Problem statement:
In the data, extract each line that holds the string "BinaryOp".

Records for the exercise:

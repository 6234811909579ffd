//! Module-scope variables: buffers, textures, samplers and workgroup/private storage.

use crate::{
  snippet::Origin,
  types::{Access, AddressSpace, DataType, TextureType},
};
use std::rc::Rc;

#[derive(Clone, Debug)]
pub enum ResourceKind {
  Uniform(DataType),
  Storage { ty: DataType, access: Access },
  Texture(TextureType),
  Sampler { comparison: bool },
  Workgroup(DataType),
  Private(DataType),
}

#[derive(Debug)]
pub struct Resource {
  name: String,
  kind: ResourceKind,
  binding: Option<u32>,
}

impl Resource {
  pub fn new(name: impl Into<String>, kind: ResourceKind) -> Self {
    Resource {
      name: name.into(),
      kind,
      binding: None,
    }
  }

  pub fn uniform(name: impl Into<String>, ty: DataType) -> Self {
    Self::new(name, ResourceKind::Uniform(ty))
  }

  pub fn storage(name: impl Into<String>, ty: DataType, access: Access) -> Self {
    Self::new(name, ResourceKind::Storage { ty, access })
  }

  pub fn texture(name: impl Into<String>, texture: TextureType) -> Self {
    Self::new(name, ResourceKind::Texture(texture))
  }

  pub fn sampler(name: impl Into<String>) -> Self {
    Self::new(name, ResourceKind::Sampler { comparison: false })
  }

  pub fn workgroup(name: impl Into<String>, ty: DataType) -> Self {
    Self::new(name, ResourceKind::Workgroup(ty))
  }

  pub fn private(name: impl Into<String>, ty: DataType) -> Self {
    Self::new(name, ResourceKind::Private(ty))
  }

  /// Pin the binding number instead of assigning one on first use.
  pub fn at_binding(mut self, binding: u32) -> Self {
    self.binding = Some(binding);
    self
  }

  pub fn shared(self) -> Rc<Self> {
    Rc::new(self)
  }

  pub fn name(&self) -> &str {
    &self.name
  }

  pub fn kind(&self) -> &ResourceKind {
    &self.kind
  }

  pub fn binding(&self) -> Option<u32> {
    self.binding
  }

  pub fn data_type(&self) -> DataType {
    match &self.kind {
      ResourceKind::Uniform(ty)
      | ResourceKind::Storage { ty, .. }
      | ResourceKind::Workgroup(ty)
      | ResourceKind::Private(ty) => ty.clone(),
      ResourceKind::Texture(texture) => DataType::Texture(texture.clone()),
      ResourceKind::Sampler { comparison } => DataType::Sampler {
        comparison: *comparison,
      },
    }
  }

  pub(crate) fn origin(&self) -> Origin {
    match &self.kind {
      ResourceKind::Uniform(_) => Origin::RuntimeRef {
        space: AddressSpace::Uniform,
        access: Access::Read,
      },
      ResourceKind::Storage { access, .. } => Origin::RuntimeRef {
        space: AddressSpace::Storage,
        access: *access,
      },
      ResourceKind::Workgroup(_) => Origin::RuntimeRef {
        space: AddressSpace::Workgroup,
        access: Access::ReadWrite,
      },
      ResourceKind::Private(_) => Origin::RuntimeRef {
        space: AddressSpace::Private,
        access: Access::ReadWrite,
      },
      ResourceKind::Texture(_) | ResourceKind::Sampler { .. } => Origin::Runtime,
    }
  }

  pub(crate) fn needs_binding(&self) -> bool {
    !matches!(self.kind, ResourceKind::Workgroup(_) | ResourceKind::Private(_))
  }

  /// Declaration text, given the final name, `(group, binding)` and the spelling of the type.
  pub(crate) fn declaration(&self, name: &str, binding: Option<(u32, u32)>, ty: &str) -> String {
    let attributes = binding
      .map(|(group, binding)| format!("@group({}) @binding({}) ", group, binding))
      .unwrap_or_default();

    let space = match &self.kind {
      ResourceKind::Uniform(_) => "<uniform>".to_owned(),
      ResourceKind::Storage { access, .. } => format!("<storage, {}>", access.name()),
      ResourceKind::Workgroup(_) => "<workgroup>".to_owned(),
      ResourceKind::Private(_) => "<private>".to_owned(),
      ResourceKind::Texture(_) | ResourceKind::Sampler { .. } => String::new(),
    };

    format!("{}var{} {}: {};", attributes, space, name, ty)
  }
}

/// A resource as declared in the output.
#[derive(Clone, Debug)]
pub struct ResourceBinding {
  pub name: String,
  pub group: Option<u32>,
  pub binding: Option<u32>,
  pub resource: Rc<Resource>,
}
#[cfg(test)]
mod test {
  use super::*;
  use crate::{
    ast::{UnaryOp, UpdateOp},
    compile::CompileOptions,
  };

  fn ctx() -> ResolutionCtx {
    ResolutionCtx::new(CompileOptions::default())
  }

  fn code(snippet: &Snippet) -> &str {
    match &snippet.value {
      Value::Code(code) => code,
      other => panic!("expected code, found {:?}", other),
    }
  }

  #[test]
  fn constant_arithmetic_folds() {
    let mut ctx = ctx();
    let sum = generate_expression(&mut ctx, &Expr::binary(BinaryOp::Add, Expr::Int(1), Expr::Int(2)), None).unwrap();

    assert!(sum.is_constant());
    assert_eq!(sum.as_const(), Some(&ConstValue::Int(3)));
    assert_eq!(sum.ty, DataType::ABSTRACT_INT);
  }

  #[test]
  fn mixed_runtime_arithmetic() {
    let mut ctx = ctx();
    ctx.define("x", Snippet::new(Value::Code("x".to_owned()), DataType::F32, Origin::Argument));

    let e = Expr::binary(BinaryOp::Mul, Expr::ident("x"), Expr::Int(2));
    let product = generate_expression(&mut ctx, &e, None).unwrap();

    assert_eq!(code(&product), "(x * 2f)");
    assert_eq!(product.ty, DataType::F32);
    assert!(ctx.diagnostics().is_empty());
  }

  #[test]
  fn comparisons_yield_bool() {
    let mut ctx = ctx();
    ctx.define("i", Snippet::new(Value::Code("i".to_owned()), DataType::U32, Origin::Argument));

    let lt = generate_expression(&mut ctx, &Expr::binary(BinaryOp::Lt, Expr::ident("i"), Expr::Int(4)), None).unwrap();
    assert_eq!(code(&lt), "(i < 4u)");
    assert_eq!(lt.ty, DataType::BOOL);

    let folded = generate_expression(&mut ctx, &Expr::binary(BinaryOp::Gte, Expr::Int(1), Expr::Float(1.5)), None).unwrap();
    assert_eq!(folded.as_const(), Some(&ConstValue::Bool(false)));
  }

  #[test]
  fn shifts_take_unsigned_amounts() {
    let mut ctx = ctx();
    ctx.define("x", Snippet::new(Value::Code("x".to_owned()), DataType::I32, Origin::Argument));

    let shl = generate_expression(&mut ctx, &Expr::binary(BinaryOp::Shl, Expr::ident("x"), Expr::Int(2)), None).unwrap();
    assert_eq!(code(&shl), "(x << 2u)");
    assert_eq!(shl.ty, DataType::I32);

    let folded = generate_expression(&mut ctx, &Expr::binary(BinaryOp::Shl, Expr::Int(1), Expr::Int(4)), None).unwrap();
    assert_eq!(folded.as_const(), Some(&ConstValue::Int(16)));
  }

  #[test]
  fn unary_operators() {
    let mut ctx = ctx();
    ctx.define("x", Snippet::new(Value::Code("x".to_owned()), DataType::F32, Origin::Argument));
    ctx.define("b", Snippet::new(Value::Code("b".to_owned()), DataType::BOOL, Origin::Argument));
    ctx.define("u", Snippet::new(Value::Code("u".to_owned()), DataType::U32, Origin::Argument));

    let neg = generate_expression(&mut ctx, &Expr::unary(UnaryOp::Neg, Expr::ident("x")), None).unwrap();
    assert_eq!(code(&neg), "(-x)");
    assert_eq!(neg.ty, DataType::F32);

    let not = generate_expression(&mut ctx, &Expr::unary(UnaryOp::Not, Expr::ident("b")), None).unwrap();
    assert_eq!(code(&not), "!b");

    let bit_not = generate_expression(&mut ctx, &Expr::unary(UnaryOp::BitNot, Expr::ident("u")), None).unwrap();
    assert_eq!(code(&bit_not), "~u");

    let folded = generate_expression(&mut ctx, &Expr::unary(UnaryOp::Neg, Expr::Int(3)), None).unwrap();
    assert_eq!(folded.as_const(), Some(&ConstValue::Int(-3)));

    let err = generate_expression(&mut ctx, &Expr::unary(UnaryOp::Neg, Expr::ident("u")), None).unwrap_err();
    assert!(matches!(err, Error::TypeMismatch(_)));
  }

  #[test]
  fn huge_literals_lose_precision() {
    let mut ctx = ctx();
    generate_expression(&mut ctx, &Expr::Int(1 << 60), None).unwrap();

    assert_eq!(ctx.diagnostics().len(), 1);
    assert_eq!(ctx.diagnostics()[0].kind, DiagnosticKind::PrecisionLoss);
  }

  #[test]
  fn unresolved_identifiers() {
    let err = generate_expression(&mut ctx(), &Expr::ident("nope"), None).unwrap_err();
    assert!(matches!(err, Error::UnresolvedIdentifier(name) if name == "nope"));
  }

  #[test]
  fn constants_are_not_assignable() {
    let mut ctx = ctx();
    ctx.define("k", Snippet::constant(3, DataType::ABSTRACT_INT));

    let table = ConstValue::Composite(vec![ConstValue::Float(1.), ConstValue::Float(2.)]);
    ctx.define(
      "table",
      Snippet::new(Value::Const(table), DataType::array(DataType::F32, 2), Origin::ConstantRef),
    );

    let writes = [
      ("k", Expr::assign(AssignOp::Assign, Expr::ident("k"), Expr::Int(1))),
      ("k", Expr::assign(AssignOp::Compound(BinaryOp::Add), Expr::ident("k"), Expr::Int(1))),
      ("table", Expr::assign(AssignOp::Assign, Expr::ident("table"), Expr::ident("table"))),
      (
        "table[0]",
        Expr::assign(AssignOp::Assign, Expr::index(Expr::ident("table"), Expr::Int(0)), Expr::Float(3.)),
      ),
    ];

    for (target, write) in writes {
      match generate_expression(&mut ctx, &write, None) {
        Err(Error::AssignToImmutable { target: name, reason }) => {
          assert_eq!(name, target);
          assert!(reason.contains("compile-time constant"), "{}", reason);
        }

        other => panic!("assigning to `{}` gave {:?}", target, other),
      }
    }
  }

  #[test]
  fn updates_are_statements() {
    let mut ctx = ctx();
    let e = Expr::update(UpdateOp::Increment, Expr::ident("i"));

    assert!(matches!(generate_expression(&mut ctx, &e, None), Err(Error::InvalidConstruct(_))));
  }

  #[test]
  fn calling_a_value() {
    let mut ctx = ctx();
    ctx.define("x", Snippet::runtime("x", DataType::F32));

    let err = generate_expression(&mut ctx, &Expr::call(Expr::ident("x"), []), None).unwrap_err();
    assert!(matches!(err, Error::NotCallable { .. }));
  }
}
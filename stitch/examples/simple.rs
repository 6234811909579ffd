use stitch::{
  compile::{compile_program, Argument, EntryPoint, Root},
  fun::{Externals, HelperFn},
  resource::Resource,
  shader,
  types::{Access, DataType, ScalarKind},
  CompileOptions,
};

shader! {
  fn damp(v: _, k: _) {
    v * std.clamp(k, 0.0, 1.0)
  }

  fn step(id: vec3u) {
    let i = id.x;

    if i < particles.length {
      particles[i] = damp(particles[i], friction);
    }
  }
}

fn main() {
  let vec4f = DataType::vec(4, ScalarKind::F32);
  let particles = Resource::storage("particles", DataType::runtime_array(vec4f), Access::ReadWrite).shared();
  let friction = Resource::uniform("friction", DataType::F32).shared();

  let damp = HelperFn::new(damp(), Externals::new());
  let step = HelperFn::new(
    step(),
    Externals::new()
      .function("damp", &damp)
      .resource("particles", &particles)
      .resource("friction", &friction),
  );

  let root = Root::new(
    &step,
    [Argument::builtin("global_invocation_id", DataType::vec(3, ScalarKind::U32))],
  )
  .entry(EntryPoint::Compute {
    workgroup_size: [64, 1, 1],
  });

  match compile_program(&[root], CompileOptions::default()) {
    Ok(program) => {
      println!("{}", program.code);

      for binding in &program.resources {
        println!("// {:?} {:?}: {}", binding.group, binding.binding, binding.name);
      }
    }

    Err(err) => eprintln!("error: {}", err),
  }
}
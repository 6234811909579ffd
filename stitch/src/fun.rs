//! Helper functions, their environment and late-bound slots.

use crate::{
  ast::FunctionDef,
  dual::DualFn,
  resource::Resource,
  snippet::{Namespace, Origin, Snippet, Value},
  types::DataType,
  value::ConstValue,
};
use indexmap::IndexMap;
use std::rc::Rc;

/// Names a helper body can refer to besides its parameters and locals.
#[derive(Clone, Debug, Default)]
pub struct Externals {
  values: IndexMap<String, Snippet>,
}

impl Externals {
  pub fn new() -> Self {
    Self::default()
  }

  /// A compile-time constant. Composite constants (arrays, structs) are references and must be copied explicitly.
  pub fn constant(self, name: impl Into<String>, value: impl Into<ConstValue>, ty: DataType) -> Self {
    let origin = if ty.is_naturally_ephemeral() {
      Origin::Constant
    } else {
      Origin::ConstantRef
    };

    self.value(name, Snippet::new(Value::Const(value.into()), ty, origin))
  }

  pub fn function(self, name: impl Into<String>, function: &Rc<HelperFn>) -> Self {
    self.value(name, Snippet::host(Value::Helper(function.clone())))
  }

  pub fn dual(self, name: impl Into<String>, function: DualFn) -> Self {
    self.value(name, Snippet::host(Value::Dual(Rc::new(function))))
  }

  pub fn schema(self, name: impl Into<String>, ty: DataType) -> Self {
    self.value(name, Snippet::schema(ty))
  }

  pub fn resource(self, name: impl Into<String>, resource: &Rc<Resource>) -> Self {
    self.value(name, Snippet::host(Value::Resource(resource.clone())))
  }

  pub fn slot(self, name: impl Into<String>, slot: &Rc<Slot>) -> Self {
    self.value(name, Snippet::host(Value::Slot(slot.clone())))
  }

  pub fn namespace(self, namespace: Namespace) -> Self {
    let name = namespace.name().to_owned();
    self.value(name, Snippet::host(Value::Namespace(Rc::new(namespace))))
  }

  pub fn value(mut self, name: impl Into<String>, snippet: Snippet) -> Self {
    self.values.insert(name.into(), snippet);
    self
  }

  pub fn get(&self, name: &str) -> Option<&Snippet> {
    self.values.get(name)
  }
}

/// A named value provided late, when a function is bound or compiled.
#[derive(Debug)]
pub struct Slot {
  name: String,
  default: Option<Snippet>,
}

impl Slot {
  pub fn new(name: impl Into<String>) -> Rc<Self> {
    Rc::new(Slot {
      name: name.into(),
      default: None,
    })
  }

  pub fn with_default(name: impl Into<String>, default: Snippet) -> Rc<Self> {
    Rc::new(Slot {
      name: name.into(),
      default: Some(default),
    })
  }

  pub fn name(&self) -> &str {
    &self.name
  }

  pub fn default(&self) -> Option<&Snippet> {
    self.default.as_ref()
  }
}

/// An untagged function: compiled once per distinct tuple of argument types.
#[derive(Debug)]
pub struct HelperFn {
  definition: Rc<FunctionDef>,
  externals: Rc<Externals>,
  bindings: Vec<(Rc<Slot>, Snippet)>,
}

impl HelperFn {
  pub fn new(definition: FunctionDef, externals: Externals) -> Rc<Self> {
    Rc::new(HelperFn {
      definition: Rc::new(definition),
      externals: Rc::new(externals),
      bindings: Vec::new(),
    })
  }

  /// The same function with `slot` bound to `value`. The result is a new function identity.
  pub fn with(self: &Rc<Self>, slot: &Rc<Slot>, value: Snippet) -> Rc<Self> {
    let mut bindings = self.bindings.clone();
    bindings.push((slot.clone(), value));

    Rc::new(HelperFn {
      definition: self.definition.clone(),
      externals: self.externals.clone(),
      bindings,
    })
  }

  pub fn definition(&self) -> &FunctionDef {
    &self.definition
  }

  pub(crate) fn externals(&self) -> Rc<Externals> {
    self.externals.clone()
  }

  pub(crate) fn bindings(&self) -> &[(Rc<Slot>, Snippet)] {
    &self.bindings
  }
}
//! Builtin operators, type schemas and the `std` namespace.
//!
//! Every builtin is a [`DualFn`]: it folds when its arguments are compile-time constants and emits a call otherwise.

use crate::{
  ast::UnaryOp,
  conversion,
  dual::{ArgConversion, DualFn, HostError, Typed},
  error::{Error, Result},
  snippet::{Namespace, Snippet, Value},
  stitch,
  stitch::Args,
  types::{DataType, ScalarKind, TextureType},
  value::{round_to, ConstValue},
};
use indexmap::IndexMap;
use std::rc::Rc;

/// Arithmetic operators, also available as `add`, `sub`, `mul`, `div` and `rem` methods on vectors and matrices.
#[derive(Clone, Copy, Debug, Eq, Hash, PartialEq)]
pub enum ArithOp {
  Add,
  Sub,
  Mul,
  Div,
  Rem,
}

impl ArithOp {
  pub const fn symbol(self) -> &'static str {
    match self {
      ArithOp::Add => "+",
      ArithOp::Sub => "-",
      ArithOp::Mul => "*",
      ArithOp::Div => "/",
      ArithOp::Rem => "%",
    }
  }

  pub const fn method(self) -> &'static str {
    match self {
      ArithOp::Add => "add",
      ArithOp::Sub => "sub",
      ArithOp::Mul => "mul",
      ArithOp::Div => "div",
      ArithOp::Rem => "rem",
    }
  }

  pub fn from_method(name: &str) -> Option<Self> {
    match name {
      "add" => Some(ArithOp::Add),
      "sub" => Some(ArithOp::Sub),
      "mul" => Some(ArithOp::Mul),
      "div" => Some(ArithOp::Div),
      "rem" => Some(ArithOp::Rem),
      _ => None,
    }
  }
}

/// Operator duals, built once per context.
pub(crate) struct Operators {
  add: Rc<DualFn>,
  sub: Rc<DualFn>,
  mul: Rc<DualFn>,
  div: Rc<DualFn>,
  rem: Rc<DualFn>,
  neg: Rc<DualFn>,
  not: Rc<DualFn>,
  bit_not: Rc<DualFn>,
}

impl Operators {
  pub(crate) fn new() -> Self {
    Operators {
      add: Rc::new(arithmetic(ArithOp::Add)),
      sub: Rc::new(arithmetic(ArithOp::Sub)),
      mul: Rc::new(arithmetic(ArithOp::Mul)),
      div: Rc::new(arithmetic(ArithOp::Div)),
      rem: Rc::new(arithmetic(ArithOp::Rem)),
      neg: Rc::new(negation()),
      not: Rc::new(logical_not()),
      bit_not: Rc::new(bitwise_not()),
    }
  }

  pub(crate) fn arithmetic(&self, op: ArithOp) -> Rc<DualFn> {
    match op {
      ArithOp::Add => self.add.clone(),
      ArithOp::Sub => self.sub.clone(),
      ArithOp::Mul => self.mul.clone(),
      ArithOp::Div => self.div.clone(),
      ArithOp::Rem => self.rem.clone(),
    }
  }

  pub(crate) fn unary(&self, op: UnaryOp) -> Rc<DualFn> {
    match op {
      UnaryOp::Neg => self.neg.clone(),
      UnaryOp::Not => self.not.clone(),
      UnaryOp::BitNot => self.bit_not.clone(),
    }
  }
}

// operators

fn arithmetic(op: ArithOp) -> DualFn {
  DualFn::new(op.symbol(), move |ctx, args| {
    let ty = arithmetic_result(&args[0].ty, &args[1].ty);
    let code = stitch!(ctx, "({} {} {})", args[0], op.symbol(), args[1]);
    Ok(Snippet::runtime(code, ty))
  })
  .with_arity(2)
  .with_conversion(ArgConversion::PerPosition(Rc::new(move |types| {
    arithmetic_operands(op, types)
  })))
  .with_host(move |args| fold_arithmetic(op, args))
}

/// Operand types of an arithmetic operator: both sides share one scalar kind, with vector/scalar broadcasting and
/// matrix products.
fn arithmetic_operands(op: ArithOp, types: &[DataType]) -> Result<Vec<DataType>> {
  use DataType::*;

  let no_common = || Error::NoCommonType {
    context: format!("`{}`", op.symbol()),
    types: types.to_vec(),
  };

  let (lhs, rhs) = match types {
    [lhs, rhs] => (lhs.deref_implicit().undecorated(), rhs.deref_implicit().undecorated()),
    _ => return Err(no_common()),
  };

  let has_matrix = match (lhs, rhs) {
    (Matrix { dim: a, .. }, Matrix { dim: b, .. }) if a == b && op != ArithOp::Div && op != ArithOp::Rem => true,
    (Matrix { dim: a, .. }, Vector { dim: b, .. }) | (Vector { dim: a, .. }, Matrix { dim: b, .. })
      if a == b && op == ArithOp::Mul =>
    {
      true
    }
    (Matrix { .. }, Scalar(_)) | (Scalar(_), Matrix { .. }) if op == ArithOp::Mul => true,
    (Vector { dim: a, .. }, Vector { dim: b, .. }) if a == b => false,
    (Vector { .. }, Scalar(_)) | (Scalar(_), Vector { .. }) | (Scalar(_), Scalar(_)) => false,
    _ => return Err(no_common()),
  };

  let (l, r) = (lhs.component().ok_or_else(no_common)?, rhs.component().ok_or_else(no_common)?);
  let kind = common_kind(l, r).ok_or_else(no_common)?;

  if !kind.is_numeric() || (has_matrix && !kind.is_float()) {
    return Err(Error::TypeMismatch(format!(
      "`{}` cannot be applied to `{}` and `{}`",
      op.symbol(),
      lhs,
      rhs
    )));
  }

  Ok(vec![
    lhs.with_component(kind).ok_or_else(no_common)?,
    rhs.with_component(kind).ok_or_else(no_common)?,
  ])
}

fn common_kind(a: ScalarKind, b: ScalarKind) -> Option<ScalarKind> {
  conversion::unify(&[DataType::Scalar(a), DataType::Scalar(b)], None, true)?
    .target
    .component()
}

fn arithmetic_result(lhs: &DataType, rhs: &DataType) -> DataType {
  use DataType::*;

  match (lhs.undecorated(), rhs.undecorated()) {
    (Matrix { .. }, v @ Vector { .. }) | (v @ Vector { .. }, Matrix { .. }) => v.clone(),
    (m @ Matrix { .. }, _) | (_, m @ Matrix { .. }) => m.clone(),
    (v @ Vector { .. }, _) | (_, v @ Vector { .. }) => v.clone(),
    (l, _) => l.clone(),
  }
}

fn fold_arithmetic(op: ArithOp, args: &[Typed]) -> Result<Typed, HostError> {
  let (a, b) = match args {
    [a, b] => (a, b),
    _ => return Err(HostError::Unavailable),
  };

  let involves_matrix = |t: &Typed| matches!(t.ty.undecorated(), DataType::Matrix { .. });
  if involves_matrix(a) || involves_matrix(b) {
    return Err(HostError::Unavailable);
  }

  let ty = arithmetic_result(&a.ty, &b.ty);
  let kind = ty.component().ok_or(HostError::Unavailable)?;
  let value = broadcast(&a.value, &b.value, &|x, y| scalar_arithmetic(op, kind, x, y))?;

  Ok(Typed { value, ty })
}

fn scalar_arithmetic(op: ArithOp, kind: ScalarKind, x: &ConstValue, y: &ConstValue) -> Result<ConstValue, HostError> {
  if kind.is_float() {
    let (x, y) = (
      x.as_f64().ok_or(HostError::Unavailable)?,
      y.as_f64().ok_or(HostError::Unavailable)?,
    );

    let r = match op {
      ArithOp::Add => x + y,
      ArithOp::Sub => x - y,
      ArithOp::Mul => x * y,
      ArithOp::Div => x / y,
      ArithOp::Rem => x % y,
    };

    if !r.is_finite() {
      return Err(HostError::Failed(format!("`{} {} {}` is not a finite number", x, op.symbol(), y)));
    }

    return Ok(ConstValue::Float(round_to(r, kind)));
  }

  let (x, y) = (
    x.as_i64().ok_or(HostError::Unavailable)?,
    y.as_i64().ok_or(HostError::Unavailable)?,
  );

  if y == 0 && matches!(op, ArithOp::Div | ArithOp::Rem) {
    return Err(HostError::Failed(format!("`{} {} 0` divides by zero", x, op.symbol())));
  }

  let r = match op {
    ArithOp::Add => x.checked_add(y),
    ArithOp::Sub => x.checked_sub(y),
    ArithOp::Mul => x.checked_mul(y),
    ArithOp::Div => x.checked_div(y),
    ArithOp::Rem => x.checked_rem(y),
  };

  r.filter(|r| fits(*r, kind))
    .map(ConstValue::Int)
    .ok_or_else(|| HostError::Failed(format!("`{} {} {}` overflows `{}`", x, op.symbol(), y, kind.name())))
}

Written answer:
    let sum = generate_expression(&mut ctx, &Expr::binary(BinaryOp::Add, Expr::Int(1), Expr::Int(2)), None).unwrap();
    let e = Expr::binary(BinaryOp::Mul, Expr::ident("x"), Expr::Int(2));
    let lt = generate_expression(&mut ctx, &Expr::binary(BinaryOp::Lt, Expr::ident("i"), Expr::Int(4)), None).unwrap();
    let folded = generate_expression(&mut ctx, &Expr::binary(BinaryOp::Gte, Expr::Int(1), Expr::Float(1.5)), None).unwrap();
    let shl = generate_expression(&mut ctx, &Expr::binary(BinaryOp::Shl, Expr::ident("x"), Expr::Int(2)), None).unwrap();
    let folded = generate_expression(&mut ctx, &Expr::binary(BinaryOp::Shl, Expr::Int(1), Expr::Int(4)), None).unwrap();
      ("k", Expr::assign(AssignOp::Compound(BinaryOp::Add), Expr::ident("k"), Expr::Int(1))),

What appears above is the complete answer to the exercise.